The attempt at a solution

My thought was, that to find an angular speed to a specific time, when knowing the time, the angular acceleration, and the angular speed at the start, I can use the following:

##\omega=\omega_0+\alpha*t##

I know that my angular momentum, to the specific time where the contortion is at its maximum is 0, as the spring has completely halted the rotational motion. I also know, that this happens at ##t=T/4##, where ##T## is the period (or at least I assume that, as it would make sense thinking about the spring period). As multiplying the ##I## on all factors, gives us an equal that seems desirable, we do that, and get:

$$0=I*\omega_0+I*\alpha*t \Rightarrow 0=-(l/2+r)*m*v+(-\kappa*\theta)*(T/4)$$

From my physics book I also know that ##T=2*\pi*\sqrt{\frac{I}{\kappa}}##. Plugging that in we get

$$0=I*\omega_0+I*\alpha*t \Rightarrow 0=-(l/2+r)*m*v-\frac{\kappa*\theta*\pi*\sqrt{\frac{I}{\kappa}}}{2}$$

Now the ##\theta## here, must to my understanding be the ##\Theta## I'm looking for, as thats that ##\theta## corresponding to the time I have plugged in. Solving for ##\theta## gives me:

$$\theta=\frac{2}{\pi}*\frac{(\frac{l}{2}+r)*m*v}{\sqrt{\kappa*I}}$$

Which according to the solution sheet is correct... except for that ##\frac{2}{\pi}##.
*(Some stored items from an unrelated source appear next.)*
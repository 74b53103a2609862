use indexmap::IndexMap;

use super::profile::column_values;
use super::types::{CategoricalStats, DataRow, EdaError, NumericStats};

/// Coercible values of a column, sorted ascending. Shared between the
/// numeric summarizer and the outlier detector so both see the same set.
pub fn sorted_numeric_values(rows: &[DataRow], column: &str) -> Vec<f64> {
    let mut values: Vec<f64> = rows
        .iter()
        .filter_map(|row| row.get(column).and_then(|v| v.as_f64()))
        .collect();
    values.sort_by(|a, b| a.total_cmp(b));
    values
}

/// Nearest-rank quantile: index `floor(len * p)` into the sorted slice, no
/// interpolation. The last index is used when p lands past the end.
pub fn quantile(sorted: &[f64], p: f64) -> f64 {
    let idx = ((sorted.len() as f64 * p).floor() as usize).min(sorted.len() - 1);
    sorted[idx]
}

pub fn round2(value: f64) -> f64 {
    (value * 100.0).round() / 100.0
}

pub fn round1(value: f64) -> f64 {
    (value * 10.0).round() / 10.0
}

/// Descriptive statistics for one numeric column. Errs on a column with no
/// coercible values instead of emitting NaN.
pub fn summarize_numeric(rows: &[DataRow], column: &str) -> Result<NumericStats, EdaError> {
    let values = sorted_numeric_values(rows, column);
    let count = values.len();
    if count == 0 {
        return Err(EdaError::DegenerateColumn(column.to_string()));
    }

    let mean = values.iter().sum::<f64>() / count as f64;
    // population variance, divide by count
    let variance = values.iter().map(|v| (v - mean).powi(2)).sum::<f64>() / count as f64;

    Ok(NumericStats {
        column: column.to_string(),
        count,
        mean: round2(mean),
        std: round2(variance.sqrt()),
        min: values[0],
        q25: quantile(&values, 0.25),
        median: quantile(&values, 0.5),
        q75: quantile(&values, 0.75),
        max: values[count - 1],
    })
}

/// Frequency distribution for one categorical column. Missing cells are
/// dropped before stringification; the mode is the first key to reach the
/// highest count, which the insertion-ordered map makes deterministic.
pub fn summarize_categorical(rows: &[DataRow], column: &str) -> CategoricalStats {
    let values: Vec<String> = column_values(rows, column)
        .iter()
        .filter(|v| !v.is_missing())
        .map(|v| v.lexical())
        .collect();

    let mut distribution: IndexMap<String, usize> = IndexMap::new();
    for value in &values {
        *distribution.entry(value.clone()).or_insert(0) += 1;
    }

    let (top, freq) = distribution
        .iter()
        .fold((String::new(), 0), |(top, freq), (value, count)| {
            if *count > freq {
                (value.clone(), *count)
            } else {
                (top, freq)
            }
        });

    CategoricalStats {
        column: column.to_string(),
        count: values.len(),
        unique: distribution.len(),
        top,
        freq,
        distribution,
    }
}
I cannot see what I'm doing wrong, or what I have misunderstood. Please help.
 

Attachments

  • eGkMGey.png
    eGkMGey.png
    32.9 KB · Views: 705
  • 78g8VCP.png
    78g8VCP.png
    45.4 KB · Views: 215

Answers and Replies

  • #2
kuruman
Science Advisor
Homework Helper
Insights Author
Gold Member
10,555
3,601
My thought was, that to find an angular speed to a specific time, when knowing the time, the angular acceleration, and the angular speed at the start, I can use the following:

##\omega=\omega_0+\alpha*t##
You cannot use that equation here. It applies to constant acceleration situations. Here the acceleration is not constant; it depends on the angle.
 
  • #3
You cannot use that equation here. It applies to constant acceleration situations. Here the acceleration is not constant; it depends on the angle.
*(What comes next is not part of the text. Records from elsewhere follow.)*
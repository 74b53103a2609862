use anyhow::Result;
use dotenvy::dotenv;

#[derive(Debug, Clone)]
pub struct Config {
    pub max_file_size: usize,
    pub openai_key: Option<String>,
}

impl Config {
    pub fn new() -> Result<Self> {
        // Load .env file first
        dotenv().ok();

        // The key is optional: without it the service still analyzes
        // uploads and serves rule-based recommendations.
        let openai_key = std::env::var("OPENAI_API_KEY")
            .ok()
            .filter(|key| !key.is_empty());

        Ok(Config {
            max_file_size: 10 * 1024 * 1024, // 10MB
            openai_key,
        })
    }
}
I suspected as much, but I have no idea on how to approach the problem then
 
  • #4
kuruman
Science Advisor
Homework Helper
Insights Author
Gold Member
10,555
3,601
I assume that ω0 is the angular speed of the combined three masses right after they are stuck together and just before the bar starts turning (θ = 0). If that's the case, then use energy conservation.
 
  • #5
I assume that ω0 is the angular speed of the combined three masses right after they are stuck together and just before the bar starts turning (θ = 0). If that's the case, then use energy conservation.

Using energy conservation doesn't work either.

Starting from ##1/2*I*\omega^2=1/2*\kappa*\theta^2## gets me the following

$$\theta^2=\frac{(\frac{l}{2}+r)*m*v}{\sqrt{\kappa*I}}$$

Its correct except its suppose to be ##\theta## and not ##\theta^2##. Any ideas?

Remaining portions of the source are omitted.